▶ **Data extracts**
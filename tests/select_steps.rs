// tests/select_steps.rs
mod common;
use crate::common::builders::WatchRuleBuilder;
use crate::common::{init_tracing, triggers};

use std::error::Error;

use monodiff::select::select_steps;
use monodiff::types::{Build, Step};

type TestResult = Result<(), Box<dyn Error>>;

fn keyed(key: &str, trigger: &str, path: &str) -> WatchRuleBuilder {
    WatchRuleBuilder::new(trigger).key(key).path(path)
}

fn expected(trigger: &str, key: Option<&str>, depends_on: &[&str]) -> Step {
    Step {
        trigger: Some(trigger.to_string()),
        key: key.map(str::to_string),
        depends_on: if depends_on.is_empty() {
            None
        } else {
            Some(depends_on.iter().map(|s| s.to_string()).collect())
        },
        ..Step::default()
    }
}

#[test]
fn selects_only_matching_rules_in_declared_order() -> TestResult {
    init_tracing();

    let rules = vec![
        WatchRuleBuilder::new("svc-1").path("watch-1").key("").build(),
        WatchRuleBuilder::new("svc-2").path("watch-2/").build(),
        WatchRuleBuilder::new("svc-3").path("watch-5").build(),
        WatchRuleBuilder::new("svc-4").path("watch-2").build(),
    ];
    let changed = [
        "watch-1/x.txt",
        "watch-2/.gitignore",
        "watch-2/src/i.go",
        "watch-4/t/i_test.go",
    ];

    let steps = select_steps(&changed, &rules)?;
    assert_eq!(triggers(&steps), vec!["svc-1", "svc-2", "svc-4"]);
    Ok(())
}

#[test]
fn rule_with_several_paths_triggers_once() -> TestResult {
    let rules = vec![
        WatchRuleBuilder::new("service-1").path("watch-path-1").build(),
        WatchRuleBuilder::new("service-2")
            .path("watch-path-2/")
            .path("watch-path-3/")
            .path("watch-path-4")
            .build(),
        WatchRuleBuilder::new("service-3").path("watch-path-5").build(),
        WatchRuleBuilder::new("service-4").path("watch-path-2").build(),
    ];
    let changed = [
        "watch-path-1/text.txt",
        "watch-path-2/.gitignore",
        "watch-path-2/src/index.go",
        "watch-path-4/test/index_test.go",
    ];

    let steps = select_steps(&changed, &rules)?;
    assert_eq!(triggers(&steps), vec!["service-1", "service-2", "service-4"]);
    Ok(())
}

#[test]
fn wildcard_patterns() -> TestResult {
    let cases: Vec<(&str, Vec<&str>, bool)> = vec![
        ("*.txt", vec!["text.txt", ".gitignore"], true),
        ("docs/*.txt", vec!["docs/text.txt"], true),
        ("**/text.txt", vec!["docs/text.txt"], true),
        ("*/*.txt", vec!["package/other.txt"], true),
        ("**/*.txt", vec!["package/docs/other.txt"], true),
        ("*/*.txt", vec!["package/docs/other.txt"], false),
        ("*.txt", vec!["docs/text.txt"], false),
    ];

    for (pattern, changed, should_trigger) in cases {
        let rules = vec![WatchRuleBuilder::new("txt").path(pattern).build()];
        let steps = select_steps(&changed, &rules)?;
        let want = if should_trigger { vec![Step::trigger("txt")] } else { vec![] };
        assert_eq!(steps, want, "pattern {pattern} against {changed:?}");
    }
    Ok(())
}

#[test]
fn sets_step_key_from_rule() -> TestResult {
    let rules = vec![keyed("service-a", "service-a-trigger", "service-a.txt").build()];
    let steps = select_steps(&["service-a.txt"], &rules)?;
    assert_eq!(steps, vec![expected("service-a-trigger", Some("service-a"), &[])]);
    Ok(())
}

#[test]
fn lets_existing_template_key_be() -> TestResult {
    let rules = vec![
        WatchRuleBuilder::new("service-a-trigger")
            .path("service-a.txt")
            .step_key("existing-key")
            .build(),
    ];
    let steps = select_steps(&["service-a.txt"], &rules)?;
    assert_eq!(steps, vec![expected("service-a-trigger", Some("existing-key"), &[])]);
    Ok(())
}

#[test]
fn dependent_of_triggered_step_is_triggered() -> TestResult {
    let rules = vec![
        keyed("service-a-key", "step-a-trigger", "service-a.txt").build(),
        keyed("service-b-key", "step-b-trigger", "service-b.txt")
            .depends_on("service-a-key")
            .build(),
    ];

    let steps = select_steps(&["service-a.txt"], &rules)?;
    assert_eq!(
        steps,
        vec![
            expected("step-a-trigger", Some("service-a-key"), &[]),
            expected("step-b-trigger", Some("service-b-key"), &["service-a-key"]),
        ]
    );
    Ok(())
}

#[test]
fn dependencies_dependency_triggers_whole_chain() -> TestResult {
    let rules = vec![
        keyed("service-a-key", "step-a-trigger", "service-a.txt").build(),
        keyed("service-b-key", "step-b-trigger", "service-b.txt")
            .depends_on("service-a-key")
            .build(),
        keyed("service-c-key", "step-c-trigger", "service-c.txt")
            .depends_on("service-b-key")
            .build(),
    ];

    let steps = select_steps(&["service-a.txt"], &rules)?;
    assert_eq!(
        steps,
        vec![
            expected("step-a-trigger", Some("service-a-key"), &[]),
            expected("step-b-trigger", Some("service-b-key"), &["service-a-key"]),
            expected("step-c-trigger", Some("service-c-key"), &["service-b-key"]),
        ]
    );
    Ok(())
}

#[test]
fn untriggered_dependency_is_omitted_not_empty() -> TestResult {
    let rules = vec![
        keyed("service-a-key", "step-a-trigger", "service-a.txt").build(),
        keyed("service-b-key", "step-b-trigger", "service-b.txt")
            .depends_on("service-a-key")
            .build(),
    ];

    let steps = select_steps(&["service-b.txt"], &rules)?;
    assert_eq!(steps, vec![expected("step-b-trigger", Some("service-b-key"), &[])]);
    assert!(steps[0].depends_on.is_none());
    Ok(())
}

#[test]
fn only_triggered_dependencies_are_kept() -> TestResult {
    let rules = vec![
        keyed("service-a-key", "step-a-trigger", "service-a.txt").build(),
        keyed("service-b-key", "step-b-trigger", "service-b.txt").build(),
        keyed("service-c-key", "step-c-trigger", "service-c.txt")
            .depends_on("service-a-key")
            .depends_on("service-b-key")
            .build(),
    ];

    let steps = select_steps(&["service-a.txt"], &rules)?;
    assert_eq!(
        steps,
        vec![
            expected("step-a-trigger", Some("service-a-key"), &[]),
            expected("step-c-trigger", Some("service-c-key"), &["service-a-key"]),
        ]
    );
    Ok(())
}

#[test]
fn independently_triggered_siblings_keep_dependency() -> TestResult {
    let rules = vec![
        keyed("service-a-key", "step-a-trigger", "service-a.txt").build(),
        keyed("service-b-key", "step-b-trigger", "service-b.txt")
            .depends_on("service-a-key")
            .build(),
    ];

    let steps = select_steps(&["service-a.txt", "service-b.txt"], &rules)?;
    assert_eq!(
        steps,
        vec![
            expected("step-a-trigger", Some("service-a-key"), &[]),
            expected("step-b-trigger", Some("service-b-key"), &["service-a-key"]),
        ]
    );
    Ok(())
}

#[test]
fn no_changed_files_selects_nothing() -> TestResult {
    let rules = vec![keyed("a", "a", "a").build(), keyed("b", "b", "**/*").depends_on("a").build()];
    let steps = select_steps::<&str>(&[], &rules)?;
    assert!(steps.is_empty());
    Ok(())
}

#[test]
fn build_metadata_passes_through_untouched() -> TestResult {
    let template = Step {
        build: Build {
            message: Some("build message".to_string()),
            ..Build::default()
        },
        label: Some("Foo".to_string()),
        ..Step::trigger("foo-service-pipeline")
    };
    let rules = vec![
        WatchRuleBuilder::new("unused")
            .path("services/foo")
            .step(template.clone())
            .build(),
    ];

    let steps = select_steps(&["services/foo/serverless.yml"], &rules)?;
    assert_eq!(steps, vec![template]);
    Ok(())
}

#[test]
fn duplicate_changed_files_are_harmless() -> TestResult {
    let rules = vec![WatchRuleBuilder::new("svc").path("svc").build()];
    let steps = select_steps(&["svc/a", "svc/a", "svc/a"], &rules)?;
    assert_eq!(steps.len(), 1);
    Ok(())
}

#[test]
fn bracketed_directory_names_select_their_rule() -> TestResult {
    let rules = vec![
        WatchRuleBuilder::new("web").path("pages/[id]").build(),
        WatchRuleBuilder::new("app").path("app/{a,b}").build(),
        WatchRuleBuilder::new("other").path("pages/i").build(),
    ];
    let steps = select_steps(&["pages/[id]/index.tsx", "app/{a,b}/x.ts"], &rules)?;
    assert_eq!(triggers(&steps), vec!["web", "app"]);
    Ok(())
}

▶ **Work item**
In the records above, how many lines hold the string "tests"? Give the number only.

▶ **Exercise answer**
2